Aim of the task:
Transcribe, verbatim, every line from the start of the entries through the line that contains "pub enum KeyringAccessError"; include both boundary lines and omit all others.

Extracted entries:
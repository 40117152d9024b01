use std::error::Error;
use std::fmt;

use keyring::Entry;
use tracing::debug;

use crate::core::constants::KEYRING_SERVICE;
use crate::utils::url::normalize_base_url;

/// Failure to reach the platform keyring.
///
/// Recoverable errors mean the backend is locked or unavailable right now;
/// callers fall back to prompting. Permanent errors are reported as is.
#[derive(Debug)]
pub enum KeyringAccessError {
    Recoverable(keyring::Error),
    Permanent(keyring::Error),
}

impl KeyringAccessError {
    fn inner(&self) -> &keyring::Error {
        match self {
            KeyringAccessError::Recoverable(err) | KeyringAccessError::Permanent(err) => err,
        }
    }

    pub fn is_recoverable(&self) -> bool {
        matches!(self, KeyringAccessError::Recoverable(_))
    }
}

impl From<keyring::Error> for KeyringAccessError {
    fn from(err: keyring::Error) -> Self {
        match err {
            keyring::Error::PlatformFailure(_) | keyring::Error::NoStorageAccess(_) => {
                KeyringAccessError::Recoverable(err)
            }
            other => KeyringAccessError::Permanent(other),
        }
    }
}

impl fmt::Display for KeyringAccessError {
    fn fmt(&self, f: &mut fmt::Formatter<'_>) -> fmt::Result {
        write!(f, "keyring unavailable: {}", self.inner())
    }
}

impl Error for KeyringAccessError {
    fn source(&self) -> Option<&(dyn Error + 'static)> {
        Some(self.inner())
    }
}

/// Keyring account name for a user on a given server.
pub fn credential_account(username: &str, server_url: &str) -> String {
    format!("{username}@{}", normalize_base_url(server_url))
}

/// Remembered passwords, one per `<username>@<server>` account.
#[derive(Debug, Clone, Copy)]
pub struct PasswordStore {
    enabled: bool,
}

impl PasswordStore {
    pub fn new(enabled: bool) -> Self {
        Self { enabled }
    }

    pub fn disabled() -> Self {
        Self::new(false)
    }

    pub fn is_enabled(&self) -> bool {
        self.enabled
    }

    fn entry(&self, username: &str, server_url: &str) -> Result<Entry, KeyringAccessError> {
        Ok(Entry::new(
            KEYRING_SERVICE,
            &credential_account(username, server_url),
        )?)
    }

    pub fn get(
        &self,
        username: &str,
        server_url: &str,
    ) -> Result<Option<String>, KeyringAccessError> {
        if !self.enabled {
            return Ok(None);
        }
        match self.entry(username, server_url)?.get_password() {
            Ok(password) => Ok(Some(password)),
            Err(keyring::Error::NoEntry) => {
                debug!(username, "no remembered password");
                Ok(None)
            }
            Err(err) => Err(err.into()),
        }
    }

    pub fn set(
        &self,
        username: &str,
        server_url: &str,
        password: &str,
    ) -> Result<(), KeyringAccessError> {
        if !self.enabled {
            return Ok(());
        }
        self.entry(username, server_url)?.set_password(password)?;
        Ok(())
    }

    /// Forget the password. Returns whether one was stored.
    pub fn remove(&self, username: &str, server_url: &str) -> Result<bool, KeyringAccessError> {
        if !self.enabled {
            return Ok(false);
        }
        match self.entry(username, server_url)?.delete_credential() {
            Ok(()) => Ok(true),
            Err(keyring::Error::NoEntry) => Ok(false),
            Err(err) => Err(err.into()),
        }
    }
}

#[cfg(test)]
mod tests {
    use super::*;

    #[test]
    fn account_normalizes_server() {
        assert_eq!(
            credential_account("alice", "http://127.0.0.1:5000/"),
            "alice@http://127.0.0.1:5000"
        );
    }

    #[test]
    fn disabled_store_is_inert() {
        let store = PasswordStore::disabled();
        assert!(!store.is_enabled());
        assert_eq!(store.get("alice", "http://x").unwrap(), None);
        store.set("alice", "http://x", "pw").unwrap();
        assert!(!store.remove("alice", "http://x").unwrap());
    }

    #[test]
    fn platform_failures_are_recoverable() {
        let err = KeyringAccessError::from(keyring::Error::NoStorageAccess(Box::new(
            std::io::Error::new(std::io::ErrorKind::Other, "locked"),
        )));
        assert!(err.is_recoverable());
        let err = KeyringAccessError::from(keyring::Error::TooLong("user".into(), 10));
        assert!(!err.is_recoverable());
    }
}
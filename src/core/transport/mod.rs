//! Channel selection for chat exchanges.
//!
//! Two kinds of channel can carry an exchange: a [`PersistentChannel`] that
//! streams fragments back as events, and a [`OneShotChannel`] that returns the
//! whole reply at once. The [`TransportSelector`] picks one per message and
//! owns the persistent channel for the lifetime of the session.
//!
//! Every inbound event travels as `(TransportEvent, ExchangeId)` over a single
//! unbounded channel so the session sees them in arrival order and can drop
//! the ones that belong to a finished exchange.

pub mod http;
pub mod socket;
pub mod socket_io;

use std::fmt;

use async_trait::async_trait;
use tokio::sync::mpsc;
use tracing::{debug, warn};

use crate::api::{ApiError, ChatMessage, ChatRequest};
use crate::core::preferences::PreferenceContext;

pub use http::{run_one_shot, spawn_one_shot, HttpOneShot};
pub use socket::SocketChannel;

#[derive(Debug, Clone, Copy, PartialEq, Eq, Hash, PartialOrd, Ord, Default)]
pub struct ExchangeId(pub u64);

impl fmt::Display for ExchangeId {
    fn fmt(&self, f: &mut fmt::Formatter<'_>) -> fmt::Result {
        write!(f, "#{}", self.0)
    }
}

#[derive(Debug, Clone, Copy, PartialEq, Eq)]
pub enum TransportState {
    Idle,
    AwaitingResponse,
    Streaming,
}

#[derive(Debug, Clone, Copy, PartialEq, Eq)]
pub enum ChannelMode {
    Streaming,
    OneShot,
}

impl ChannelMode {
    pub fn label(self) -> &'static str {
        match self {
            ChannelMode::Streaming => "streaming",
            ChannelMode::OneShot => "one-shot",
        }
    }
}

#[derive(Debug, Clone, PartialEq, Eq)]
pub enum FailureKind {
    Network,
    Status(u16),
    Unauthorized,
    Protocol,
    Disconnected,
    /// The server reported an error on the persistent channel.
    Server,
}

#[derive(Debug, Clone, PartialEq, Eq)]
pub struct TransportFailure {
    pub kind: FailureKind,
    pub message: String,
}

impl TransportFailure {
    pub fn new(kind: FailureKind, message: impl Into<String>) -> Self {
        Self {
            kind,
            message: message.into(),
        }
    }

    pub fn disconnected(message: impl Into<String>) -> Self {
        Self::new(FailureKind::Disconnected, message)
    }

    pub fn is_unauthorized(&self) -> bool {
        self.kind == FailureKind::Unauthorized
    }
}

impl fmt::Display for TransportFailure {
    fn fmt(&self, f: &mut fmt::Formatter<'_>) -> fmt::Result {
        write!(f, "{}", self.message)
    }
}

impl std::error::Error for TransportFailure {}

impl From<ApiError> for TransportFailure {
    fn from(err: ApiError) -> Self {
        let kind = match &err {
            ApiError::Network(_) => FailureKind::Network,
            ApiError::Unauthorized => FailureKind::Unauthorized,
            ApiError::Status { status, .. } => FailureKind::Status(status.as_u16()),
            ApiError::Decode(_) => FailureKind::Protocol,
        };
        Self::new(kind, err.to_string())
    }
}
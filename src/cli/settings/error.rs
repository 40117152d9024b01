use std::fmt;

#[derive(Debug)]
pub enum SettingError {
    UnknownKey(String),
    InvalidBoolean(String),
    InvalidNumber { key: &'static str, input: String },
    InvalidValue { key: &'static str, reason: String },
    MissingArgs {
        hint: &'static str,
        example: &'static str,
    },
    ConfigError(String),
}

impl SettingError {
    /// Print the error to stderr, with the usage example when there is one.
    pub fn print(&self) {
        match self {
            SettingError::MissingArgs { hint, example } => {
                eprintln!("⚠️  {hint}");
                eprintln!("Example: {example}");
            }
            SettingError::InvalidBoolean(_) => {
                eprintln!("❌ {self}");
                eprintln!("   Use 'on' or 'off' (also accepts true/false, yes/no)");
            }
            SettingError::UnknownKey(_) => {
                eprintln!("❌ {self}");
                eprintln!("   Run 'causerie set' to list the available keys");
            }
            _ => eprintln!("❌ {self}"),
        }
    }
}

impl fmt::Display for SettingError {
    fn fmt(&self, f: &mut fmt::Formatter<'_>) -> fmt::Result {
        match self {
            SettingError::UnknownKey(key) => write!(f, "Unknown config key: {key}"),
            SettingError::InvalidBoolean(input) => write!(f, "Invalid boolean value: {input}"),
            SettingError::InvalidNumber { key, input } => {
                write!(f, "{key} expects a positive whole number, got: {input}")
            }
            SettingError::InvalidValue { key, reason } => write!(f, "Invalid {key}: {reason}"),
            SettingError::MissingArgs { hint, .. } => write!(f, "{hint}"),
            SettingError::ConfigError(msg) => write!(f, "Failed to save configuration: {msg}"),
        }
    }
}

impl std::error::Error for SettingError {}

Response box:
repository 40117152d9024b01
use std::error::Error;
use std::fmt;

use keyring::Entry;
use tracing::debug;

use crate::core::constants::KEYRING_SERVICE;
use crate::utils::url::normalize_base_url;

/// Failure to reach the platform keyring.
///
/// Recoverable errors mean the backend is locked or unavailable right now;
/// callers fall back to prompting. Permanent errors are reported as is.
#[derive(Debug)]
pub enum KeyringAccessError {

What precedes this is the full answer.